"For ourselves, let the annual return of this day forever refresh our recollections of these rights, and an undiminished devotion to them.”
So wrote Thomas Jefferson, in what turned out to be the last words he set to paper, in a June 24, 1826, letter to Washington, D.C., mayor Roger Weightman. Jefferson was regretfully declining an invitation to travel to the nation’s capital to celebrate the 50th anniversary of American independence with the District’s citizens as well as with “the small band, the remnant of that host of worthies, who joined with us on that day, in the bold and doubtful election we were to make for our country, between submission or the sword.” Jefferson explained he couldn’t travel because of “circumstances not placed among those we are permitted to control.” He died at home a few days later—on July 4.
Jefferson had been 33 when he served as the principal author of the Declaration. His fellow member of the drafting committee, John Adams, also died on July 4, 1826. He had been 40 in 1776. The man who was at different times Jefferson’s and Adams’s adversary, arguably the greatest of the Founders, Alexander Hamilton, as a 20-year-old in 1775, admonished his countrymen that “The sacred rights of mankind are not to be rummaged for, among old parchments, or musty records.” He then while in his early 20s served as General George Washington’s chief of staff during the Revolution, was at age 33 one of the two primary authors of the Federalist Papers, and at age 34 became secretary of the Treasury.
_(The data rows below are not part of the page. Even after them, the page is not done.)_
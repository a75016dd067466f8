use chrono::{NaiveDate, NaiveDateTime};
use tracing::{debug, error};

use crate::{
    db::{
        dao::{
            CategoryGroup, DailyStats, DaoLayerError, DayQuery, ListQuery, NewScheduleItem,
            OwnerScope, Page, PageRequest, PriorityGroup, ScheduleDao, SchedulePatch,
            SearchCriteria,
        },
        entities::schedule_item,
    },
    error::AppError,
};

/// Converts a repository failure for `op`, logging store errors before their
/// details are dropped from the client message.
fn app_error(op: &'static str) -> impl FnOnce(DaoLayerError) -> AppError {
    move |err| {
        if let DaoLayerError::Db(db_err) = &err {
            error!(op, error = %db_err, "schedule storage failure");
        }
        AppError::from(err)
    }
}

fn trimmed(value: String) -> String {
    value.trim().to_string()
}

#[derive(Clone)]
pub struct ScheduleService {
    schedule_dao: ScheduleDao,
}

impl ScheduleService {
    pub fn new(schedule_dao: ScheduleDao) -> Self {
        Self { schedule_dao }
    }

    pub async fn add(
        &self,
        scope: OwnerScope,
        item: NewScheduleItem,
    ) -> Result<schedule_item::Model, AppError> {
        let item = NewScheduleItem {
            title: trimmed(item.title),
            category: trimmed(item.category),
            ..item
        };
        let created = self
            .schedule_dao
            .add(scope, item)
            .await
            .map_err(app_error("add"))?;
        debug!(owner_id = scope.owner_id(), id = created.id, "schedule item added");
        Ok(created)
    }

    pub async fn get(
        &self,
        id: i32,
        scope: OwnerScope,
    ) -> Result<schedule_item::Model, AppError> {
        self.schedule_dao
            .get_by_id(id, scope)
            .await
            .map_err(app_error("get_by_id"))?
            .ok_or_else(|| AppError::not_found(format!("Schedule item not found (id={id})")))
    }

    pub async fn update(
        &self,
        id: i32,
        scope: OwnerScope,
        patch: SchedulePatch,
    ) -> Result<schedule_item::Model, AppError> {
        let patch = SchedulePatch {
            title: patch.title.map(trimmed),
            category: patch.category.map(trimmed),
            ..patch
        };
        let updated = self
            .schedule_dao
            .update(id, scope, patch)
            .await
            .map_err(app_error("update"))?;
        debug!(owner_id = scope.owner_id(), id, "schedule item updated");
        Ok(updated)
    }

    pub async fn delete(&self, id: i32, scope: OwnerScope) -> Result<(), AppError> {
        self.schedule_dao
            .delete(id, scope)
            .await
            .map_err(app_error("delete"))?;
        debug!(owner_id = scope.owner_id(), id, "schedule item deleted");
        Ok(())
    }

    pub async fn complete(&self, id: i32, scope: OwnerScope) -> Result<(), AppError> {
        self.schedule_dao
            .complete(id, scope)
            .await
            .map_err(app_error("complete"))?;
        debug!(owner_id = scope.owner_id(), id, "schedule item completed");
        Ok(())
    }

    pub async fn uncomplete(&self, id: i32, scope: OwnerScope) -> Result<(), AppError> {
        self.schedule_dao
            .uncomplete(id, scope)
            .await
            .map_err(app_error("uncomplete"))?;
        debug!(owner_id = scope.owner_id(), id, "schedule item reopened");
        Ok(())
    }

    pub async fn list_by_date(
        &self,
        scope: OwnerScope,
        query: DayQuery,
        page: PageRequest,
    ) -> Result<Page<schedule_item::Model>, AppError> {
        self.schedule_dao
            .get_by_date(scope, query, page)
            .await
            .map_err(app_error("get_by_date"))
    }

    pub async fn list_all(
        &self,
        scope: OwnerScope,
        query: ListQuery,
        page: PageRequest,
    ) -> Result<Page<schedule_item::Model>, AppError> {
        self.schedule_dao
            .get_all(scope, query, page)
            .await
            .map_err(app_error("get_all"))
    }

    pub async fn search(
        &self,
        scope: OwnerScope,
        criteria: SearchCriteria,
        page: PageRequest,
    ) -> Result<Page<schedule_item::Model>, AppError> {
        self.schedule_dao
            .search(scope, criteria, page)
            .await
            .map_err(app_error("search"))
    }

    pub async fn list_by_date_and_completion(
        &self,
        scope: OwnerScope,
        date: NaiveDate,
        is_completed: bool,
    ) -> Result<Vec<schedule_item::Model>, AppError> {
        self.schedule_dao
            .get_by_date_and_completion(scope, date, is_completed)
            .await
            .map_err(app_error("get_by_date_and_completion"))
    }

    pub async fn list_completed(
        &self,
        scope: OwnerScope,
    ) -> Result<Vec<schedule_item::Model>, AppError> {
        self.schedule_dao
            .get_completed(scope)
            .await
            .map_err(app_error("get_completed"))
    }

    pub async fn list_by_date_range(
        &self,
        scope: OwnerScope,
        start: NaiveDateTime,
        end: NaiveDateTime,
    ) -> Result<Vec<schedule_item::Model>, AppError> {
        self.schedule_dao
            .get_by_date_range(scope, start, end)
            .await
            .map_err(app_error("get_by_date_range"))
    }

    pub async fn group_by_category(
        &self,
        scope: OwnerScope,
    ) -> Result<Vec<CategoryGroup>, AppError> {
        self.schedule_dao
            .group_by_category(scope)
            .await
            .map_err(app_error("group_by_category"))
    }

    pub async fn group_by_priority(
        &self,
        scope: OwnerScope,
    ) -> Result<Vec<PriorityGroup>, AppError> {
        self.schedule_dao
            .group_by_priority(scope)
            .await
            .map_err(app_error("group_by_priority"))
    }

    pub async fn daily_stats(
        &self,
        scope: OwnerScope,
        date: NaiveDate,
    ) -> Result<DailyStats, AppError> {
        self.schedule_dao
            .daily_stats(scope, date)
            .await
            .map_err(app_error("daily_stats"))
    }

    pub async fn monthly_stats(
        &self,
        scope: OwnerScope,
        year: i32,
        month: u32,
    ) -> Result<Vec<DailyStats>, AppError> {
        self.schedule_dao
            .monthly_stats(scope, year, month)
            .await
            .map_err(app_error("monthly_stats"))
    }
}

#[cfg(test)]
mod tests {
    use chrono::NaiveDate;
    use sea_orm::{DatabaseBackend, DbErr, MockDatabase};

    use super::trimmed;
    use crate::{
        db::{dao::OwnerScope, entities::schedule_item},
        error::AppError,
        services::ServiceContext,
    };

    fn stored(title: &str) -> schedule_item::Model {
        let due_at = NaiveDate::from_ymd_opt(2024, 3, 5)
            .and_then(|date| date.and_hms_opt(9, 0, 0))
            .expect("timestamp should be valid");
        schedule_item::Model {
            id: 3,
            owner_id: 1,
            due_at,
            created_at: due_at,
            title: title.to_string(),
            content: String::new(),
            priority_level: 1,
            category: "work".to_string(),
            is_completed: false,
        }
    }

    #[test]
    fn trims_surrounding_whitespace() {
        assert_eq!(trimmed("  standup ".to_string()), "standup");
        assert_eq!(trimmed("standup".to_string()), "standup");
    }

    #[tokio::test]
    async fn get_miss_is_not_found() {
        let db = MockDatabase::new(DatabaseBackend::Postgres)
            .append_query_results([Vec::<schedule_item::Model>::new()])
            .into_connection();
        let service = ServiceContext::new(&db).schedule();

        let err = service
            .get(3, OwnerScope::new(1))
            .await
            .expect_err("missing item");
        assert!(matches!(err, AppError::NotFound(ref m) if m == "Schedule item not found (id=3)"));
    }

    #[tokio::test]
    async fn get_returns_owned_item() {
        let db = MockDatabase::new(DatabaseBackend::Postgres)
            .append_query_results([[stored("standup")]])
            .into_connection();
        let service = ServiceContext::new(&db).schedule();

        let item = service
            .get(3, OwnerScope::new(1))
            .await
            .expect("item should load");
        assert_eq!(item.title, "standup");
    }

    #[tokio::test]
    async fn storage_failure_becomes_internal_error() {
        let db = MockDatabase::new(DatabaseBackend::Postgres)
            .append_query_errors([DbErr::Custom("connection reset".to_string())])
            .into_connection();
        let service = ServiceContext::new(&db).schedule();

        let err = service
            .list_completed(OwnerScope::new(1))
            .await
            .expect_err("query should fail");
        assert!(matches!(err, AppError::Internal(ref m) if m == "Storage failure"));
    }
}
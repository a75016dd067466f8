use serde::{Deserialize, Serialize};

use crate::{db::dao::OwnerScope, error::AppError};

#[derive(Debug, Serialize, Deserialize, Clone, PartialEq, Eq)]
pub struct Claims {
    pub sub: String, // owner id
    pub exp: usize,  // expiry (unix)
    pub iat: usize,  // issued at
}

impl Claims {
    pub fn owner_id(&self) -> Result<i32, AppError> {
        self.sub
            .trim()
            .parse()
            .map_err(|_| AppError::unauthorized("Token subject is not an owner id"))
    }

    /// Scope every schedule call made on behalf of this token.
    pub fn owner_scope(&self) -> Result<OwnerScope, AppError> {
        self.owner_id().map(OwnerScope::new)
    }
}
pub const DEFAULT_HOST: &str = "127.0.0.1";
pub const DEFAULT_PORT: i64 = 3000;
pub const DEFAULT_RUST_LOG: &str = "info,tower_http=info";
pub const DEFAULT_DB_MAX_CONNECTIONS: i64 = 10;
pub const DEFAULT_DB_MIN_IDLE: i64 = 2;
pub const DEFAULT_TOKEN_TTL_SECS: i64 = 3600;
pub const DEFAULT_PAGE_SIZE: i64 = 10;
pub const DEFAULT_MAX_PAGE_SIZE: i64 = 100;
pub mod api;
mod entry;

pub use entry::{API_PREFIX, router};
use axum::{Router, routing::get};

use crate::response::{ApiResult, JsonApiResponse};

pub fn router() -> Router {
    Router::new().route("/health", get(health))
}

async fn health() -> ApiResult<serde_json::Value> {
    JsonApiResponse::ok(serde_json::json!({ "ok": true }))
}
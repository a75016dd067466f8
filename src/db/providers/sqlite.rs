use anyhow::{Context, Result};
use async_trait::async_trait;
use sea_orm::{ConnectionTrait, Database, DatabaseConnection};

use super::registry::{DbProvider, DbProviderId, pool_options};
use crate::config::DatabaseConfig;

const SQLITE_BUSY_TIMEOUT_MS: u64 = 5_000;

pub struct SqliteDbProvider;

#[async_trait]
impl DbProvider for SqliteDbProvider {
    fn id(&self) -> DbProviderId {
        DbProviderId::Sqlite
    }

    fn supports_url(&self, url: &str) -> bool {
        url.trim().to_ascii_lowercase().starts_with("sqlite:")
    }

    async fn connect(&self, cfg: &DatabaseConfig) -> Result<DatabaseConnection> {
        Database::connect(pool_options(cfg))
            .await
            .context("failed to open sqlite database")
    }

    // Concurrent completes against one file would otherwise fail fast with SQLITE_BUSY.
    async fn post_connect(&self, db: &DatabaseConnection, _cfg: &DatabaseConfig) -> Result<()> {
        db.execute_unprepared("PRAGMA foreign_keys = ON").await?;
        db.execute_unprepared(&format!("PRAGMA busy_timeout = {SQLITE_BUSY_TIMEOUT_MS}"))
            .await?;
        Ok(())
    }
}
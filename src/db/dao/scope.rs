use sea_orm::{ColumnTrait, Condition};

use crate::db::entities::schedule_item::Column;

/// Ownership predicate every repository access path is built from.
///
/// The repository has no method that reads or writes `schedule_items` without
/// one of these, so an item owned by someone else behaves exactly like a
/// missing row.
#[derive(Debug, Clone, Copy, PartialEq, Eq, Hash)]
pub struct OwnerScope {
    owner_id: i32,
}

impl OwnerScope {
    pub fn new(owner_id: i32) -> Self {
        Self { owner_id }
    }

    pub fn owner_id(&self) -> i32 {
        self.owner_id
    }

    /// `owner_id = ?`
    pub fn condition(&self) -> Condition {
        Condition::all().add(Column::OwnerId.eq(self.owner_id))
    }

    /// `owner_id = ? AND id = ?`
    pub fn item(&self, id: i32) -> Condition {
        self.condition().add(Column::Id.eq(id))
    }
}

#[cfg(test)]
mod tests {
    use sea_orm::{DbBackend, EntityTrait, QueryFilter, QueryTrait};

    use super::OwnerScope;
    use crate::db::entities::prelude::ScheduleItem;

    #[test]
    fn item_condition_scopes_by_owner_and_id() {
        let sql = ScheduleItem::find()
            .filter(OwnerScope::new(42).item(7))
            .build(DbBackend::Postgres)
            .to_string();

        assert!(sql.contains(r#""owner_id" = 42"#), "unexpected sql: {sql}");
        assert!(sql.contains(r#""id" = 7"#), "unexpected sql: {sql}");
    }
}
The Founders were young. That doesn’t mean they weren’t respectful of the wisdom of the ages. “Experience must be our only guide,” John Dickinson instructed his fellow delegates to the Continental Congress. And today, too, as the 237th annual return of Independence Day refreshes our recollection of our rights and an undiminished devotion to them, experience has its claims. Experience, after all, teaches the price of weakness abroad and of bloated government at home. Experience also provides guidance for remedying these problems. The lessons of Reagan and Thatcher aren’t so distant as to be inaccessible nor so difficult as to be inapplicable.
But sober experience won’t be enough to remedy our ills. We’ve never been so weak while facing such dangerous circumstances abroad. We’ve never run up this kind of debt except when engaged in a world war. We’ve never had to repeal and replace a program like Obamacare. We’ve never had to deal with the near-dissolution of the family among sectors of our society. We’ve rarely had elites so out of touch with middle America and, in some ways, with reality.
So the remedies can’t simply be based on experience. They will have to be bold and will necessarily be doubtful. They will have to be of the kind characteristically chanced by the young.
This includes the young in spirit, of course. Chronology is not destiny. In 1980 the 69-year-old Ronald Reagan was more youthful in attitude than all the earnest 30-year-old establishment wannabes. In 1940 the 65-year-old Winston Churchill was more youthful in spirit than all the world-weary appeasers born decades after him.
In the 2014 elections, the fading appeal and dogmatic rigidity of reactionary liberalism will be nicely embodied by the Democrats’ congressional leaders, the septuagenarians Harry Reid and Nancy Pelosi. Within the executive branch, a septuagenarian vice president and sexagenarian secretaries of defense and state are fronted by a young president with old ideas, tired views stubbornly impervious to change, and an increasingly cranky temperament. Liberalism’s standard-bearer in 2016 will most likely be Hillary Clinton, who has maneuvered through four decades in American public life manifesting that characteristic combination of today’s liberalism—a keen attention to personal grasping and advancement along with the profession of glittering generalities and the adoption of fine-sounding policies regardless of actual real-world consequences. About these Bourbons of elite liberalism, one can only echo Talleyrand: They have learned nothing and forgotten nothing.
Against them will stand the American people, resisting as best they can the depredations of modern liberalism, led by . . . whom? With all due respect to Mitch McConnell and John Boehner, theirs can’t be the spirit of 2014. And the spirit of 2016 can’t be the spirit of the recent presidential nominees, John McCain and Mitt Romney. The animating Republican spirit in these crucial elections has to be more like that of the young Jefferson of the Declaration and the young Hamilton of The Federalist. And of the 23-year-old Abraham Lincoln, who, in his first run for elective office, wrote to his fellow citizens that he had no ambition so great “as that of being truly esteemed of my fellow men, by rendering myself worthy of their esteem.”
So, to the young and ambitious who are stirred by the admonition that “it is better to be impetuous than cautious, because fortune is a woman. . . . And one sees that she lets herself be won more by the impetuous than by those who proceed coldly. And so always, like a woman, she is the friend of the young, because they are less cautious . . . and command her with more audacity”—to the young in either body or spirit, we say: Run, baby, run.